Negli ultimi giorni, i Carabinieri della Compagnia di Benevento hanno intensificato i servizi di controllo del territorio nel capoluogo e nei comuni della provincia, con un dispositivo mirato alla prevenzione dei reati, alla sicurezza della circolazione stradale, al contrasto dell’illegalità diffusa e alla verifica del rispetto della normativa nei settori maggiormente sensibili.
L’attività, inserita nel più ampio quadro dei servizi predisposti dall’Arma per garantire una presenza costante e capillare sul territorio, ha interessato le principali arterie stradali, le aree urbane maggiormente frequentate, le zone di aggregazione, i luoghi pubblici e gli esercizi commerciali, con l’obiettivo di rafforzare la sicurezza reale e percepita dai cittadini.
I controlli hanno riguardato sia la circolazione stradale sia il rispetto delle regole nei contesti pubblici e commerciali, con particolare attenzione alla prevenzione di condotte pericolose alla guida, alla tutela dell’ordine e della sicurezza pubblica e al contrasto di situazioni potenzialmente riconducibili a fenomeni di degrado urbano o illegalità diffusa.
Nell’ambito dei servizi sono stati inoltre effettuati controlli con etilometro, finalizzati a prevenire e contrastare la guida in stato di ebbrezza, soprattutto nelle fasce orarie serali e notturne. Si tratta di verifiche mirate a tutelare l’incolumità degli automobilisti, dei passeggeri, dei pedoni e di tutti gli utenti della strada, rafforzando l’azione preventiva dell’Arma contro comportamenti che possono avere gravi conseguenze per la sicurezza collettiva.
Nel corso dell’attività, i Carabinieri hanno anche contrastato il fenomeno dei parcheggiatori abusivi. In particolare, nei confronti di un soggetto sorpreso a esercitare abusivamente l’attività di parcheggiatore nel centro del capoluogo, è stata elevata la prevista contestazione amministrativa, con contestuale sequestro della somma di denaro ritenuta provento dell’attività illecita. Nei suoi confronti è stato inoltre disposto l’allontanamento dall’area interessata ed è stata avanzata, tenuto conto della reiterazione della condotta, la proposta per l’applicazione del DACUR, il divieto di accesso alle aree urbane, misura finalizzata a prevenire la ripetizione di comportamenti che incidono sul decoro e sulla vivibilità degli spazi pubblici.

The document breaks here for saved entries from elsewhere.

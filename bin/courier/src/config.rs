//! Centralized daemon configuration.
//!
//! This module provides strongly-typed configuration for the sync daemon,
//! loaded via the `config` crate from environment variables.

use base64::Engine as _;
use base64::engine::general_purpose::STANDARD;
use cobalt_courier_scheduler::OrchestratorConfig;
use serde::Deserialize;
use std::time::Duration;

/// Daemon configuration.
#[derive(Debug, Deserialize)]
pub struct DaemonConfig {
    /// Cadence of the scheduler loop, in seconds.
    #[serde(default = "default_tick_interval_seconds")]
    pub tick_interval_seconds: u64,

    /// Cadence of the health monitor loop, in seconds.
    #[serde(default = "default_probe_interval_seconds")]
    pub probe_interval_seconds: u64,

    /// Bound on one health probe's round trip, in seconds.
    #[serde(default = "default_probe_timeout_seconds")]
    pub probe_timeout_seconds: u64,

    /// Wall-clock budget for one connector sync call, in seconds.
    #[serde(default = "default_job_timeout_seconds")]
    pub job_timeout_seconds: u64,

    /// Syncs allowed to run concurrently across all integrations.
    #[serde(default = "default_worker_pool_size")]
    pub worker_pool_size: usize,

    /// Retained job history records.
    #[serde(default = "default_history_cap")]
    pub history_cap: usize,

    /// Retry backoff added per consecutive failure, in seconds.
    #[serde(default = "default_backoff_base_seconds")]
    pub backoff_base_seconds: u64,

    /// Upper bound on retry backoff, in seconds.
    #[serde(default = "default_backoff_cap_seconds")]
    pub backoff_cap_seconds: u64,

    /// Id of the active credential sealing key.
    #[serde(default = "default_credential_key_id")]
    pub credential_key_id: String,

    /// Base64-encoded 32-byte credential key. When unset, an ephemeral
    /// key is generated and sealed credentials will not survive a restart.
    #[serde(default)]
    pub credential_key: Option<String>,
}

fn default_tick_interval_seconds() -> u64 {
    60
}

fn default_probe_interval_seconds() -> u64 {
    300
}

fn default_probe_timeout_seconds() -> u64 {
    5
}

fn default_job_timeout_seconds() -> u64 {
    300
}

fn default_worker_pool_size() -> usize {
    8
}

fn default_history_cap() -> usize {
    1000
}

fn default_backoff_base_seconds() -> u64 {
    120
}

fn default_backoff_cap_seconds() -> u64 {
    1800
}

fn default_credential_key_id() -> String {
    "primary".to_string()
}

impl Default for DaemonConfig {
    fn default() -> Self {
        Self {
            tick_interval_seconds: default_tick_interval_seconds(),
            probe_interval_seconds: default_probe_interval_seconds(),
            probe_timeout_seconds: default_probe_timeout_seconds(),
            job_timeout_seconds: default_job_timeout_seconds(),
            worker_pool_size: default_worker_pool_size(),
            history_cap: default_history_cap(),
            backoff_base_seconds: default_backoff_base_seconds(),
            backoff_cap_seconds: default_backoff_cap_seconds(),
            credential_key_id: default_credential_key_id(),
            credential_key: None,
        }
    }
}

impl DaemonConfig {
    /// Loads configuration from environment variables.
    ///
    /// # Errors
    ///
    /// Returns an error if configuration values fail to parse.
    pub fn from_env() -> Result<Self, config::ConfigError> {
        config::Config::builder()
            .add_source(
                config::Environment::default()
                    .separator("__")
                    .try_parsing(true),
            )
            .build()?
            .try_deserialize()
    }

    /// The orchestrator tunables derived from this configuration.
    #[must_use]
    pub fn orchestrator_config(&self) -> OrchestratorConfig {
        OrchestratorConfig {
            tick_interval: Duration::from_secs(self.tick_interval_seconds),
            probe_interval: Duration::from_secs(self.probe_interval_seconds),
            probe_timeout: Duration::from_secs(self.probe_timeout_seconds),
            job_timeout: Duration::from_secs(self.job_timeout_seconds),
            worker_pool_size: self.worker_pool_size,
            history_cap: self.history_cap,
            backoff_base: Duration::from_secs(self.backoff_base_seconds),
            backoff_cap: Duration::from_secs(self.backoff_cap_seconds),
        }
    }

    /// Decodes the configured credential key, if one is set.
    ///
    /// # Errors
    ///
    /// Returns an error if the key is not valid base64 or not 32 bytes.
    pub fn credential_key_bytes(&self) -> Result<Option<[u8; 32]>, String> {
        let Some(encoded) = &self.credential_key else {
            return Ok(None);
        };
        let decoded = STANDARD
            .decode(encoded)
            .map_err(|e| format!("credential_key is not valid base64: {e}"))?;
        let key: [u8; 32] = decoded
            .try_into()
            .map_err(|_| "credential_key must decode to exactly 32 bytes".to_string())?;
        Ok(Some(key))
    }
}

I controlli hanno interessato anche alcuni esercizi pubblici del capoluogo e della provincia. In due locali, i militari dell’Arma hanno operato congiuntamente al personale del Nucleo Ispettorato del Lavoro dei Carabinieri e dell’Ispettorato Territoriale del Lavoro di Benevento, nell’ambito di verifiche mirate all’eventuale somministrazione di alcol ai minori, al contrasto del lavoro irregolare e alla tutela della salute e della sicurezza dei lavoratori, anche in vista dell’inizio della stagione estiva.
All’esito dell’attività ispettiva svolta presso un ristorante, è stato deferito in stato di libertà il titolare dell’attività, nella sua qualità di datore di lavoro, per violazioni alla normativa in materia di tutela della salute e sicurezza nei luoghi di lavoro. In particolare, è stata contestata l’omessa sottoposizione di un lavoratore alla prescritta visita medica, nonché l’omessa formazione in materia di salute e sicurezza sul lavoro. Le ammende elevate ammontano complessivamente a oltre 3.000 euro.
L’attività conferma l’impegno costante dei Carabinieri della Compagnia di Benevento nel garantire legalità e sicurezza attraverso un controllo del territorio attento e continuo, che non si limita alla sola vigilanza stradale, ma comprende anche verifiche mirate nei settori economici, tutela dei lavoratori, contrasto al degrado urbano e prevenzione delle condotte illecite.
La presenza capillare dell’Arma rappresenta un presidio fondamentale per prevenire fenomeni di illegalità diffusa, rafforzare la sicurezza percepita dalla comunità e assicurare una risposta concreta alle esigenze dei cittadini, degli esercenti e degli operatori economici che rispettano le regole.
Resta ferma, nei confronti della persona deferita in stato di libertà, la presunzione di innocenza fino a eventuale sentenza definitiva di condanna.